Bebidas gastronómicas sin alcohol
Los "proxies" son bebidas sin alcohol diseñadas para evocar las características del vino, sin tener su sabor, y proponer maridajes perfectos con tus platos favoritos. Se elaboran a partir de uvas, frutas, tés, especias y fermentos, ofreciendo complejidad y largo retrogusto. Creaciones originales para satisfacer a los epicúreos que desean vivir una experiencia moderna y de alta gama en el momento de sentarse a la mesa.
Explorar nuestros productos
Los proxies: una alternativa gastronómica al vino
Los proxies son esas bebidas nuevas que no buscan copiar el vino, sino ofrecerle un equivalente creíble en la mesa, sin una gota de alcohol. Pensadas para la gastronomía, apuestan por la complejidad aromática, la persistencia en boca, la frescura y el equilibrio. Ni vino, ni zumo, ni refresco: los proxies son un género aparte.
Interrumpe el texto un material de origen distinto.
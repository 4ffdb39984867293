use rand::Rng;
use rand::seq::SliceRandom;
use rand_distr::{Distribution, Normal};
use serde::{Deserialize, Serialize};
use tracing::debug;

use crate::models::{FoodItem, MacroTotals, Slot};
use crate::planner::constants::*;
use crate::planner::targets::MacroTarget;

/// Runtime-configurable search knobs.
///
/// Defaults come from [`crate::planner::constants`]; tests shrink the trial
/// counts to keep runs fast.
#[derive(Debug, Clone, PartialEq, Serialize, Deserialize)]
pub struct ComposerConfig {
    /// Candidate meals sampled per meal search.
    pub meal_trials: usize,
    /// Candidate days sampled per day search.
    pub day_trials: usize,
    /// Extra attempts when a slot meal lands outside its calorie range.
    pub slot_retries: usize,
    pub bonus_item_probability: f64,
    pub reuse_probability: f64,
    pub size_mean: f64,
    pub size_stddev: f64,
}

impl Default for ComposerConfig {
    fn default() -> Self {
        Self {
            meal_trials: MEAL_TRIALS,
            day_trials: DAY_TRIALS,
            slot_retries: SLOT_RETRIES,
            bonus_item_probability: BONUS_ITEM_PROBABILITY,
            reuse_probability: REUSE_PROBABILITY,
            size_mean: MEAL_SIZE_MEAN,
            size_stddev: MEAL_SIZE_STDDEV,
        }
    }
}

impl ComposerConfig {
    /// Same knobs with both trial counts set to `trials` (at least 1).
    pub fn with_trials(self, trials: usize) -> Self {
        Self {
            meal_trials: trials.max(1),
            day_trials: trials.max(1),
            ..self
        }
    }
}

/// Bernoulli draw that tolerates out-of-range probabilities.
pub(crate) fn chance<R: Rng + ?Sized>(rng: &mut R, p: f64) -> bool {
    if p.is_nan() || p <= 0.0 {
        false
    } else if p >= 1.0 {
        true
    } else {
        rng.gen_bool(p)
    }
}

/// Normal deviate; an invalid deviation (negative or NaN) yields `mean`.
fn gaussian<R: Rng + ?Sized>(rng: &mut R, mean: f64, stddev: f64) -> f64 {
    Normal::new(mean, stddev)
        .map(|normal| normal.sample(rng))
        .unwrap_or(mean)
}

/// Draw a meal size: a rounded gaussian, at least `min_items`, at most
/// `max_items` and never more than the pool holds.
pub fn sample_meal_size<R: Rng + ?Sized>(
    rng: &mut R,
    config: &ComposerConfig,
    max_items: usize,
    pool_len: usize,
    min_items: usize,
) -> usize {
    let drawn = gaussian(rng, config.size_mean, config.size_stddev).round();
    // `as` saturates negatives and NaN to 0
    let drawn = drawn as usize;
    drawn.max(min_items).min(max_items.max(1)).min(pool_len)
}

/// Draw `k` distinct candidates, plus an occasional bonus item.
///
/// The bonus item may repeat one already drawn and may take the meal one
/// past `k`.
pub(crate) fn draw_meal<'a, R: Rng + ?Sized>(
    candidates: &[&'a FoodItem],
    k: usize,
    config: &ComposerConfig,
    rng: &mut R,
) -> Vec<&'a FoodItem> {
    let mut items: Vec<&'a FoodItem> = candidates.choose_multiple(rng, k).copied().collect();
    if chance(rng, config.bonus_item_probability) {
        if let Some(extra) = candidates.choose(rng) {
            items.push(*extra);
        }
    }
    items
}

/// Weighted L1 distance of a set of items from a target.
pub fn score_meal(items: &[&FoodItem], target: &MacroTarget) -> f64 {
    target.score(&MacroTotals::of_foods(items.iter().copied()))
}

/// Multi-restart random search over `candidates`. Returns the best meal and
/// its score, or `None` for an empty candidate set.
///
/// Sampled sizes never go below `min_items` unless the candidates run out.
pub(crate) fn search_meal<'a, R: Rng + ?Sized>(
    candidates: &[&'a FoodItem],
    target: &MacroTarget,
    max_items: usize,
    min_items: usize,
    config: &ComposerConfig,
    rng: &mut R,
) -> Option<(Vec<&'a FoodItem>, f64)> {
    if candidates.is_empty() {
        return None;
    }

    let mut best: Option<(Vec<&'a FoodItem>, f64)> = None;
    for _ in 0..config.meal_trials.max(1) {
        let k = sample_meal_size(rng, config, max_items, candidates.len(), min_items);
        let items = draw_meal(candidates, k, config, rng);
        let score = score_meal(&items, target);
        // strict comparison keeps the first of equal scores
        if best.as_ref().is_none_or(|(_, s)| score < *s) {
            best = Some((items, score));
        }
    }
    best
}

/// Compose one meal approximating `target` from `pool`.
///
/// Returns an empty meal when the pool is empty.
pub fn build_meal<'a, R: Rng + ?Sized>(
    pool: &'a [FoodItem],
    target: &MacroTarget,
    max_items: usize,
    config: &ComposerConfig,
    rng: &mut R,
) -> Vec<&'a FoodItem> {
    let candidates: Vec<&FoodItem> = pool.iter().collect();
    search_meal(&candidates, target, max_items, MIN_MEAL_ITEMS, config, rng)
        .map(|(items, score)| {
            debug!(score, items = items.len(), "Composed meal");
            items
        })
        .unwrap_or_default()
}

/// Slot-aware composition over a candidate list.
///
/// Candidates are narrowed to items eligible for the slot when any are.
/// Lunch and dinner get a protein item swapped in for the last item when the
/// search produced none; the replacement comes from the candidates, or from
/// `pool` when the candidates hold no protein. A meal outside the slot's
/// calorie range is recomposed up to `slot_retries` times; the last attempt
/// is kept.
pub(crate) fn compose_for_slot<'a, R: Rng + ?Sized>(
    candidates: &[&'a FoodItem],
    pool: &[&'a FoodItem],
    target: &MacroTarget,
    max_items: usize,
    slot: Slot,
    config: &ComposerConfig,
    rng: &mut R,
) -> Vec<&'a FoodItem> {
    let eligible: Vec<&'a FoodItem> = candidates
        .iter()
        .copied()
        .filter(|f| f.eligible_for(slot))
        .collect();
    let eligible = if eligible.is_empty() {
        candidates.to_vec()
    } else {
        eligible
    };

    let mut proteins: Vec<&'a FoodItem> = eligible
        .iter()
        .copied()
        .filter(|f| f.is_protein_source())
        .collect();
    if proteins.is_empty() {
        proteins = pool
            .iter()
            .copied()
            .filter(|f| f.is_protein_source())
            .collect();
    }

    let mut meal = Vec::new();
    for attempt in 0..=config.slot_retries {
        meal = search_meal(&eligible, target, max_items, MIN_MEAL_ITEMS, config, rng)
            .map(|(items, _)| items)
            .unwrap_or_default();
        if meal.is_empty() {
            break;
        }

        if slot.requires_protein() && !meal.iter().any(|f| f.is_protein_source()) {
            if let (Some(protein), Some(last)) = (proteins.choose(rng), meal.last_mut()) {
                *last = *protein;
            }
        }

        let kcal = MacroTotals::of_foods(meal.iter().copied()).kcal;
        if slot.accepts_kcal(kcal) {
            break;
        }
        debug!(%slot, attempt, kcal, "Meal outside slot calorie range");
    }
    meal
}

/// Compose one meal for `slot`, enforcing the slot guardrails.
pub fn build_meal_for_slot<'a, R: Rng + ?Sized>(
    pool: &'a [FoodItem],
    target: &MacroTarget,
    max_items: usize,
    slot: Slot,
    config: &ComposerConfig,
    rng: &mut R,
) -> Vec<&'a FoodItem> {
    let candidates: Vec<&FoodItem> = pool.iter().collect();
    compose_for_slot(&candidates, &candidates, target, max_items, slot, config, rng)
}

#[cfg(test)]
mod tests {
    use super::*;
    use rand::SeedableRng;
    use rand::rngs::StdRng;

    fn pool() -> Vec<FoodItem> {
        vec![
            FoodItem::new("Chicken Breast", "meat", 165.0, 31.0, 0.0, 3.6),
            FoodItem::new("Rice", "grains", 130.0, 2.7, 28.0, 0.3),
            FoodItem::new("Broccoli", "vegetables", 34.0, 2.8, 7.0, 0.4),
            FoodItem::new("Olive Oil", "fat", 119.0, 0.0, 0.0, 13.5),
            FoodItem::new("Egg", "eggs", 78.0, 6.0, 0.6, 5.3),
            FoodItem::new("Apple", "fruit", 95.0, 0.5, 25.0, 0.3),
        ]
    }

    fn fast_config() -> ComposerConfig {
        ComposerConfig::default().with_trials(40)
    }

    fn target() -> MacroTarget {
        MacroTarget {
            kcal: 500.0,
            protein_g: 37.5,
            carbs_g: 50.0,
            fat_g: 16.7,
        }
    }

    #[test]
    fn test_empty_pool_gives_empty_meal() {
        let mut rng = StdRng::seed_from_u64(1);
        let meal = build_meal(&[], &target(), 3, &fast_config(), &mut rng);
        assert!(meal.is_empty());
    }

    #[test]
    fn test_meal_size_bounds() {
        let foods = pool();
        for seed in 0..50 {
            let mut rng = StdRng::seed_from_u64(seed);
            for max_items in 1..=4 {
                let meal = build_meal(&foods, &target(), max_items, &fast_config(), &mut rng);
                assert!(!meal.is_empty());
                assert!(meal.len() <= max_items + 1, "{} items for max {}", meal.len(), max_items);
            }
        }
    }

    #[test]
    fn test_sample_meal_size_respects_pool() {
        let mut rng = StdRng::seed_from_u64(9);
        let config = ComposerConfig::default();
        for _ in 0..200 {
            let k = sample_meal_size(&mut rng, &config, 5, 2, MIN_DAY_MEAL_ITEMS);
            assert_eq!(k, 2);
            let k = sample_meal_size(&mut rng, &config, 1, 10, MIN_DAY_MEAL_ITEMS);
            assert_eq!(k, 1);
        }
    }

    #[test]
    fn test_deterministic_with_seed() {
        let foods = pool();
        let a = build_meal(&foods, &target(), 3, &fast_config(), &mut StdRng::seed_from_u64(7));
        let b = build_meal(&foods, &target(), 3, &fast_config(), &mut StdRng::seed_from_u64(7));
        let names = |m: &[&FoodItem]| m.iter().map(|f| f.name.clone()).collect::<Vec<_>>();
        assert_eq!(names(&a), names(&b));
    }

    #[test]
    fn test_search_beats_single_trial_on_average() {
        let foods = pool();
        let one = ComposerConfig::default().with_trials(1);
        let many = ComposerConfig::default().with_trials(300);
        let (mut total_one, mut total_many) = (0.0, 0.0);
        for seed in 0..20 {
            let mut rng = StdRng::seed_from_u64(seed);
            total_one += score_meal(&build_meal(&foods, &target(), 3, &one, &mut rng), &target());
            let mut rng = StdRng::seed_from_u64(seed);
            total_many += score_meal(&build_meal(&foods, &target(), 3, &many, &mut rng), &target());
        }
        assert!(total_many <= total_one);
    }

    #[test]
    fn test_zero_bonus_probability_caps_size() {
        let foods = pool();
        let config = ComposerConfig {
            bonus_item_probability: 0.0,
            ..fast_config()
        };
        for seed in 0..30 {
            let mut rng = StdRng::seed_from_u64(seed);
            let meal = build_meal(&foods, &target(), 2, &config, &mut rng);
            assert!(meal.len() <= 2);
        }
    }

    #[test]
    fn test_lunch_always_has_protein() {
        let foods = pool();
        let lunch = MacroTarget {
            kcal: 700.0,
            protein_g: 10.0,
            carbs_g: 100.0,
            fat_g: 10.0,
        };
        for seed in 0..30 {
            let mut rng = StdRng::seed_from_u64(seed);
            let meal = build_meal_for_slot(&foods, &lunch, 3, Slot::Lunch, &fast_config(), &mut rng);
            assert!(meal.iter().any(|f| f.is_protein_source()));
        }
    }

    #[test]
    fn test_no_protein_in_pool_is_skipped() {
        let foods: Vec<FoodItem> = pool().into_iter().filter(|f| !f.is_protein_source()).collect();
        let mut rng = StdRng::seed_from_u64(3);
        let meal = build_meal_for_slot(&foods, &target(), 3, Slot::Dinner, &fast_config(), &mut rng);
        assert!(!meal.is_empty());
        assert!(meal.iter().all(|f| !f.is_protein_source()));
    }

    #[test]
    fn test_slot_eligibility() {
        let foods = vec![
            FoodItem::new("Oats", "grains", 150.0, 5.0, 27.0, 3.0).with_slots(&[Slot::Breakfast]),
            FoodItem::new("Steak", "meat", 250.0, 26.0, 0.0, 17.0).with_slots(&[Slot::Dinner]),
            FoodItem::new("Potato", "vegetables", 160.0, 4.0, 37.0, 0.2).with_slots(&[Slot::Dinner]),
        ];
        let mut rng = StdRng::seed_from_u64(11);
        let meal = build_meal_for_slot(&foods, &target(), 2, Slot::Breakfast, &fast_config(), &mut rng);
        assert!(meal.iter().all(|f| f.name == "Oats"));
    }

    #[test]
    fn test_slot_retries_recover_out_of_range_meals() {
        let foods = vec![
            FoodItem::new("Yogurt Cup", "dairy", 200.0, 10.0, 20.0, 6.0),
            FoodItem::new("Trail Mix", "nuts", 210.0, 6.0, 18.0, 13.0),
            FoodItem::new("Lasagna", "meat", 600.0, 30.0, 50.0, 28.0),
            FoodItem::new("Burrito", "meat", 620.0, 28.0, 70.0, 22.0),
        ];
        let snack = MacroTarget {
            kcal: 200.0,
            protein_g: 10.0,
            carbs_g: 20.0,
            fat_g: 6.0,
        };
        let base = ComposerConfig {
            bonus_item_probability: 0.0,
            ..ComposerConfig::default().with_trials(1)
        };
        let no_retry = ComposerConfig {
            slot_retries: 0,
            ..base.clone()
        };
        let kcal = |m: &[&FoodItem]| m.iter().map(|f| f.kcal).sum::<f64>();

        let (mut hits_without, mut hits_with) = (0, 0);
        for seed in 0..40 {
            let mut rng = StdRng::seed_from_u64(seed);
            let first = build_meal_for_slot(&foods, &snack, 1, Slot::Snack, &no_retry, &mut rng);
            let mut rng = StdRng::seed_from_u64(seed);
            let retried = build_meal_for_slot(&foods, &snack, 1, Slot::Snack, &base, &mut rng);

            let first_ok = Slot::Snack.accepts_kcal(kcal(&first));
            let retried_ok = Slot::Snack.accepts_kcal(kcal(&retried));
            // identical streams up to the first range check
            if first_ok {
                assert!(retried_ok, "seed {seed}: retries lost an in-range meal");
            }
            hits_without += usize::from(first_ok);
            hits_with += usize::from(retried_ok);
        }
        assert!(hits_without < 40);
        assert!(hits_with > hits_without);
    }

    #[test]
    fn test_gaussian_centers_on_mean() {
        let mut rng = StdRng::seed_from_u64(13);
        assert_eq!(gaussian(&mut rng, 3.0, -1.0), 3.0);
        assert_eq!(gaussian(&mut rng, 3.0, f64::NAN), 3.0);

        let n = 2000;
        let mean = (0..n).map(|_| gaussian(&mut rng, 3.0, 1.0)).sum::<f64>() / n as f64;
        assert!((mean - 3.0).abs() < 0.1, "sample mean {mean}");
    }

    #[test]
    fn test_min_items_floor() {
        let foods = pool();
        let candidates: Vec<&FoodItem> = foods.iter().collect();
        let config = ComposerConfig {
            size_mean: 0.0,
            size_stddev: 0.0,
            bonus_item_probability: 0.0,
            ..fast_config()
        };
        let mut rng = StdRng::seed_from_u64(5);
        let (meal, _) =
            search_meal(&candidates, &target(), 3, MIN_DAY_MEAL_ITEMS, &config, &mut rng).unwrap();
        assert_eq!(meal.len(), MIN_DAY_MEAL_ITEMS);
    }
}
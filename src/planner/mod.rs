pub mod composer;
pub mod constants;
pub mod filters;
pub mod plan;
pub mod swaps;
pub mod targets;

pub use composer::{ComposerConfig, build_meal, build_meal_for_slot, sample_meal_size, score_meal};
pub use constants::*;
pub use filters::{Exclusions, PoolOutcome, build_pool, filter_by_diet, parse_dislikes, pool_for};
pub use plan::{
    MealLocks, PlanRequest, build_day, build_slotted_day, generate_plan, regenerate_day,
    regenerate_meal, regenerate_unlocked,
};
pub use swaps::{SwapSuggestion, jaccard, suggest_swaps};
pub use targets::{MacroTarget, daily_target, macro_targets, slot_targets};
mod catalog;
mod persistence;
mod presets;

pub use catalog::{Catalog, fuzzy_rank};
pub use persistence::{load_catalog, load_plan, parse_catalog, save_plan};
pub use presets::PresetStore;
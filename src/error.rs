use thiserror::Error;

#[derive(Debug, Error)]
pub enum PlannerError {
    #[error("Food not found: {0}")]
    FoodNotFound(String),

    #[error("Preset not found: {0}")]
    PresetNotFound(String),

    #[error("IO error: {0}")]
    Io(#[from] std::io::Error),

    #[error("JSON error: {0}")]
    Json(#[from] serde_json::Error),

    #[error("Prompt error: {0}")]
    Prompt(#[from] dialoguer::Error),

    #[error("CSV error: {0}")]
    Csv(#[from] csv::Error),

    #[error("Invalid input: {0}")]
    InvalidInput(String),

    #[error("Macro split exceeds 100%: protein {protein:.2} + carbs {carbs:.2} + fat {fat:.2}")]
    InvalidMacroSplit { protein: f64, carbs: f64, fat: f64 },

    #[error("{what} index {index} out of range (len {len})")]
    IndexOutOfRange {
        what: &'static str,
        index: usize,
        len: usize,
    },
}

pub type Result<T> = std::result::Result<T, PlannerError>;
use assert_float_eq::assert_float_absolute_eq;

use meal_plan_maker_rs::models::{MacroSplit, PlanMode, Preferences, Profile, Slot};
use meal_plan_maker_rs::planner::{
    MacroTarget, PlanRequest, daily_target, macro_targets, slot_targets,
};
use meal_plan_maker_rs::PlannerError;

#[test]
fn test_targets_consistent_with_kcal() {
    for total in [0.0, 1200.0, 2000.0, 3150.5] {
        for (p, c, f) in [(0.30, 0.40, 0.30), (0.35, 0.35, 0.30), (0.2, 0.5, 0.1), (0.0, 0.0, 0.0)] {
            let t = macro_targets(total, p, c, f);
            assert_float_absolute_eq!(t.macro_kcal(), total * (p + c + f), 1e-6);
        }
    }
}

#[test]
fn test_reference_scenario() {
    let t = macro_targets(2000.0, 0.30, 0.40, 0.30);
    assert_float_absolute_eq!(t.protein_g, 150.0, 1e-9);
    assert_float_absolute_eq!(t.carbs_g, 200.0, 1e-9);
    assert_float_absolute_eq!(t.fat_g, 66.67, 0.005);
}

#[test]
fn test_slot_targets_sum_to_daily() {
    let daily = MacroTarget {
        kcal: 2450.0,
        protein_g: 180.0,
        carbs_g: 240.0,
        fat_g: 85.0,
    };
    for meals in 1..=7 {
        let slots = slot_targets(&daily, &Slot::layout(meals));
        assert_eq!(slots.len(), meals);
        let kcal: f64 = slots.iter().map(|(_, t)| t.kcal).sum();
        let protein: f64 = slots.iter().map(|(_, t)| t.protein_g).sum();
        assert_float_absolute_eq!(kcal, daily.kcal, 1e-6);
        assert_float_absolute_eq!(protein, daily.protein_g, 1e-6);
    }
}

#[test]
fn test_profiles_adjust_kcal_and_split() {
    let cut = Preferences {
        base_kcal: 2001.0,
        profile: Profile::Cut,
        ..Preferences::default()
    };
    assert_float_absolute_eq!(cut.effective_kcal(), 1700.0, 1e-9);
    let t = daily_target(&cut).unwrap();
    assert_float_absolute_eq!(t.protein_g, 1700.0 * 0.35 / 4.0, 1e-9);

    let bulk = Preferences {
        profile: Profile::Bulk,
        kcal_adjustment: -100.0,
        ..Preferences::default()
    };
    assert_float_absolute_eq!(bulk.effective_kcal(), 2200.0, 1e-9);

    let floor = Preferences {
        base_kcal: 100.0,
        kcal_adjustment: -500.0,
        ..Preferences::default()
    };
    assert_eq!(floor.effective_kcal(), 0.0);
}

#[test]
fn test_custom_split_validated() {
    let prefs = Preferences {
        profile: Profile::Custom,
        split: MacroSplit {
            protein: 0.6,
            carbs: 0.5,
            fat: 0.0,
        },
        ..Preferences::default()
    };
    assert!(matches!(
        daily_target(&prefs),
        Err(PlannerError::InvalidMacroSplit { .. })
    ));
    assert!(MacroSplit::new(0.5, 0.5, Some(0.0)).is_ok());
}

#[test]
fn test_request_meal_targets_by_mode() {
    let mut prefs = Preferences::default();
    let uniform = PlanRequest::from_preferences(&prefs).unwrap().meal_targets();
    assert!(uniform.iter().all(|(_, t)| (t.kcal - 500.0).abs() < 1e-9));

    prefs.mode = PlanMode::Slots;
    let slotted = PlanRequest::from_preferences(&prefs).unwrap().meal_targets();
    for ((_, t), expected) in slotted.iter().zip([500.0, 700.0, 200.0, 600.0]) {
        assert_float_absolute_eq!(t.kcal, expected, 1e-9);
    }
}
Una categoría todavía joven, pero ya apasionante, en plena ebullición creativa.
Una experiencia sensorial pensada para la mesa
En Gueule de Joie, comprendimos muy pronto el potencial de estas bebidas para reconciliar los paladares exigentes con la sobriedad. Porque hablan el lenguaje del sabor: ataque, medio de boca, final, taninos naturales, amargor controlado, acidez equilibrada. Dialogan con los platos, realzan las texturas, elevan los manjares — igual que un gran vino o un sake podría hacerlo.
Un proxy puede elaborarse a partir de un ensamblaje complejo de zumos (de uva, manzana, remolacha, verduras), de infusiones (hojas, raíces, flores), de especias, de cortezas o de maceraciones. Algunos son ligeramente espumosos, otros completamente tranquilos. Algunos se inspiran en el universo del vino tinto, otros del blanco o del rosé. Pero todos comparten un mismo ADN: la búsqueda de un equilibrio gastronómico, sin los efectos del alcohol.
Bebidas de degustación, no de distracción
No son bebidas de placer inmediato como un refresco o un mocktail azucarado. Son bebidas de degustación, a veces incluso de contemplación. Exigen que se les conceda algo de tiempo, que se sirvan a la temperatura adecuada, en la copa correcta. Forman parte de la experiencia culinaria, la prolongan, la cuestionan.
Para los restauradores, sumilleres o cocineros, los proxies son una formidable materia para experimentar. Permiten crear verdaderos maridajes sin alcohol, con el mismo nivel de refinamiento que los maridajes con alcohol. Abren el camino a menús sin concesiones, a una gastronomía más inclusiva, más coherente también, especialmente en relación con los aspectos de salud o el ritmo de vida.
Una alternativa seria, abierta y reconfortante
Para los comensales, estas bebidas seducen por su madurez. No buscan parecer jóvenes, divertidas ni edulcoradas. Hablan a los amantes del vino, a los gastrónomos, a los curiosos. Se invitan a una buena mesa, una cena de varios tiempos, una comida de celebración o un simple deseo de comer bien sin vino. Permiten mantenerse lúcido mientras se disfruta. Y eso es una revolución discreta pero poderosa.
Hemos seleccionado proxies procedentes de pequeños talleres, de productores innovadores, a veces incluso de chefs que quisieron ir más lejos en su visión del sabor. El sourcing es exigente. Cada referencia es degustada, testada, maridada. No existe una definición fija del proxy: algunos son ácidos y especiados, otros agridulces, otros muy vegetales. Son bebidas que merecen que se tome el tiempo de descubrirlas.
Los proxies no reemplazan al vino. Proponen algo diferente. Una alternativa seria, sensorial, gastronómica. Una nueva manera de beber en la mesa, más consciente, más abierta, y igual de reconfortante.